Dr Kanwal Gujral, Obstetrics and Gynecology, senior consultant at Sir Ganga Ram Hospital said that she has not witnessed any case of vertical transmission of COVID-19 in the womb. "We have delivered COVID-19 cases, but the babies were not positive. Before the delivery, we test the mother in the last trimester," she told Millennium Post.
Ruling out the possibility of vertical transmission Dr Gujral said, "It is presumed that the baby got infected post-delivery. At this point, we cannot say that the transmission can occur. We need lots of data to prove anything, just like in HIV, when numerous cases have proved vertical transmission," she added.
Speaking about one case at RML, where one of the COVID-19 positive newborn was asymptomatic, Dr Gujral said the baby got the infection from the mother after, which has been happening in some other cases as well. Dr Parul Katiyar, Fertility Consultant at Nova IVF said, "The uterus transmission has been suspected in some cases but is yet to be proven. The data is becoming bigger and bigger, but there is nothing concrete. So, there are case reports that have come, mostly international but none of them have exactly said that there is a risk of transmission," she added.

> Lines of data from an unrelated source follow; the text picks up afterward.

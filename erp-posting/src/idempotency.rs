use sha2::Digest;
use sha2::Sha256;

use crate::VoucherId;

/// One row of the `IdempotencyKey` table (spec §3): the voucher a key
/// resolved to the first time it was used, plus a content hash of the
/// inputs that produced it so a same-key-different-inputs replay can be
/// told apart from a legitimate retry (spec §7 `IdempotencyConflict`).
#[derive(Debug, Clone, PartialEq, Eq)]
pub struct IdempotencyRecord {
    pub voucher_id: VoucherId,
    pub input_hash: String,
}

/// Hashes everything that determines the outcome of a post so a replay with
/// the same key but a different target or metadata is detectable.
#[must_use]
pub fn hash_inputs(company_id: &str, target_id: &str, metadata: &serde_json::Value) -> String {
    let mut hasher = Sha256::new();
    hasher.update(company_id.as_bytes());
    hasher.update(target_id.as_bytes());
    hasher.update(metadata.to_string().as_bytes());
    format!("{:x}", hasher.finalize())
}
use std::collections::HashMap;
use std::sync::Arc;

use async_trait::async_trait;
use chrono::NaiveDate;
use erp_approvals::Approval;
use erp_approvals::ApprovalsService;
use erp_approvals::SubmitApprovalRequest;
use erp_audit_log::ActionType;
use erp_audit_log::AppendRequest;
use erp_audit_log::AuditLog;
use erp_events::EnqueueRequest;
use erp_events::EventBus;
use erp_inventory::InventoryService;
use erp_inventory::RecordInboundRequest;
use erp_inventory::RecordOutboundRequest;
use erp_ledger::LedgerBalance;
use erp_ledger::LedgerService;
use erp_ledger::Voucher;
use erp_ledger::VoucherLine;
use erp_ledger::VoucherStatus;
use erp_receivables::AgingReport;
use erp_receivables::AllocatePaymentRequest;
use erp_receivables::CreatePaymentRequest;
use erp_receivables::Invoice;
use erp_receivables::Party;
use erp_receivables::Payment;
use erp_receivables::PaymentLine;
use erp_receivables::PaymentLineId;
use erp_receivables::ReceivablesService;
use erp_tenancy::Capability;
use erp_tenancy::Principal;
use erp_tenancy::TenancyService;
use erp_tenancy::ensure_company_active;
use erp_tenancy::ensure_company_unlocked;
use erp_tenancy::ensure_date_within_financial_year;
use erp_tenancy::ensure_financial_year_open;
use erp_tenancy::ensure_override_permitted;
use rust_decimal::Decimal;
use tokio::sync::RwLock;
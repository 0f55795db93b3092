use std::collections::HashMap;

use rust_decimal::Decimal;
use tokio::sync::RwLock;
use uuid::Uuid;

use crate::Approval;
use crate::ApprovalFilter;
use crate::ApprovalId;
use crate::ApprovalRule;
use crate::ApprovalStatus;
use crate::ApprovalsError;
use crate::ApprovalsResult;
use crate::ApprovalsService;
use crate::CompanyId;
use crate::SubmitApprovalRequest;
use crate::UserId;

type RuleKey = (CompanyId, String);

#[derive(Default)]
struct ApprovalsState {
    rules: HashMap<RuleKey, ApprovalRule>,
    approvals: HashMap<ApprovalId, Approval>,
}

#[derive(Default)]
pub struct InMemoryApprovalsService {
    state: RwLock<ApprovalsState>,
}

impl InMemoryApprovalsService {
    #[must_use]
    pub fn new() -> Self {
        Self::default()
    }
}

#[async_trait::async_trait]
impl ApprovalsService for InMemoryApprovalsService {
    async fn set_rule(&self, rule: ApprovalRule) -> ApprovalsResult<ApprovalRule> {
        let mut guard = self.state.write().await;
        let key = (rule.company_id.clone(), rule.target_type.clone());
        guard.rules.insert(key, rule.clone());
        Ok(rule)
    }

    async fn get_rule(
        &self,
        company_id: &CompanyId,
        target_type: &str,
    ) -> ApprovalsResult<Option<ApprovalRule>> {
        let guard = self.state.read().await;
        Ok(guard
            .rules
            .get(&(company_id.clone(), target_type.to_string()))
            .cloned())
    }

    async fn submit(&self, request: SubmitApprovalRequest) -> ApprovalsResult<Approval> {
        let mut guard = self.state.write().await;
        let already_pending = guard.approvals.values().any(|approval| {
            approval.company_id == request.company_id
                && approval.target_type == request.target_type
                && approval.target_id == request.target_id
                && approval.status == ApprovalStatus::Pending
        });
        if already_pending {
            return Err(ApprovalsError::PendingApprovalExists {
                target_type: request.target_type,
                target_id: request.target_id,
            });
        }

        let approval = Approval {
            id: Uuid::new_v4().to_string(),
            company_id: request.company_id,
            target_type: request.target_type,
            target_id: request.target_id,
            status: ApprovalStatus::Pending,
            requested_by: request.requested_by,
            requested_at: chrono::Utc::now(),
            approved_by: None,
            decided_at: None,
            remarks: request.remarks,
        };
        guard.approvals.insert(approval.id.clone(), approval.clone());
        Ok(approval)
    }

    async fn get(&self, approval_id: &ApprovalId) -> ApprovalsResult<Approval> {
        let guard = self.state.read().await;
        guard
            .approvals
            .get(approval_id)
            .cloned()
            .ok_or_else(|| ApprovalsError::NotFound(approval_id.clone()))
    }

    async fn list(&self, filter: ApprovalFilter) -> ApprovalsResult<Vec<Approval>> {
        let guard = self.state.read().await;
        Ok(guard
            .approvals
            .values()
            .filter(|approval| filter.matches(approval))
            .cloned()
            .collect())
    }

    async fn approve(
        &self,
        approval_id: &ApprovalId,
        checker: &UserId,
        remarks: Option<String>,
    ) -> ApprovalsResult<Approval> {
        let mut guard = self.state.write().await;
        let approval = guard
            .approvals
            .get_mut(approval_id)
            .ok_or_else(|| ApprovalsError::NotFound(approval_id.clone()))?;
        if approval.status != ApprovalStatus::Pending {
            return Err(ApprovalsError::ApprovalNotPending(approval_id.clone()));
        }
        if &approval.requested_by == checker {
            return Err(ApprovalsError::SelfApprovalForbidden);
        }
        approval.status = ApprovalStatus::Approved;
        approval.approved_by = Some(checker.clone());
        approval.decided_at = Some(chrono::Utc::now());
        if remarks.is_some() {
            approval.remarks = remarks;
        }
        Ok(approval.clone())
    }

    async fn reject(
        &self,
        approval_id: &ApprovalId,
        checker: &UserId,
        remarks: Option<String>,
    ) -> ApprovalsResult<Approval> {
        let mut guard = self.state.write().await;
        let approval = guard
            .approvals
            .get_mut(approval_id)
            .ok_or_else(|| ApprovalsError::NotFound(approval_id.clone()))?;
        if approval.status != ApprovalStatus::Pending {
            return Err(ApprovalsError::ApprovalNotPending(approval_id.clone()));
        }
        if &approval.requested_by == checker {
            return Err(ApprovalsError::SelfApprovalForbidden);
        }
        approval.status = ApprovalStatus::Rejected;
        approval.approved_by = Some(checker.clone());
        approval.decided_at = Some(chrono::Utc::now());
        if remarks.is_some() {
            approval.remarks = remarks;
        }
        Ok(approval.clone())
    }

    async fn ensure_satisfied(
        &self,
        company_id: &CompanyId,
        target_type: &str,
        target_id: &crate::TargetId,
        amount: Decimal,
    ) -> ApprovalsResult<()> {
        let guard = self.state.read().await;
        let Some(rule) = guard
            .rules
            .get(&(company_id.clone(), target_type.to_string()))
        else {
            return Ok(());
        };
        if !rule.requires_approval(amount) {
            return Ok(());
        }
        let approved = guard.approvals.values().any(|approval| {
            approval.company_id == *company_id
                && approval.target_type == target_type
                && approval.target_id == *target_id
                && approval.status == ApprovalStatus::Approved
        });
        if approved {
            Ok(())
        } else {
            Err(ApprovalsError::ApprovalRequired {
                target_type: target_type.to_string(),
                target_id: target_id.clone(),
            })
        }
    }
}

She said that the virus as an infection attaches itself to a certain type of receptor in the placenta in the first four months and is more predominantly expressed then. Dr Gujral, meanwhile said that newborns make IgM antibodies and don't cross the placenta.
"Now, in IgG (antibodies) you can cross the placenta and can pass it onto the baby. However, the quality of the test is really important. There is a very thin line whether the baby has formed the IgG antibodies and that is what they said in the RML case," she added.
Dr Manisha Ranjan, Consultant Obstetrics and Gynecology at Motherhood Hospital, said, "In one case recently, a mother got positive and the baby was also positive. The hospital has taken the swab test of both the mother and the baby, and it came out positive. Recent studies have not ruled out vertical transmission."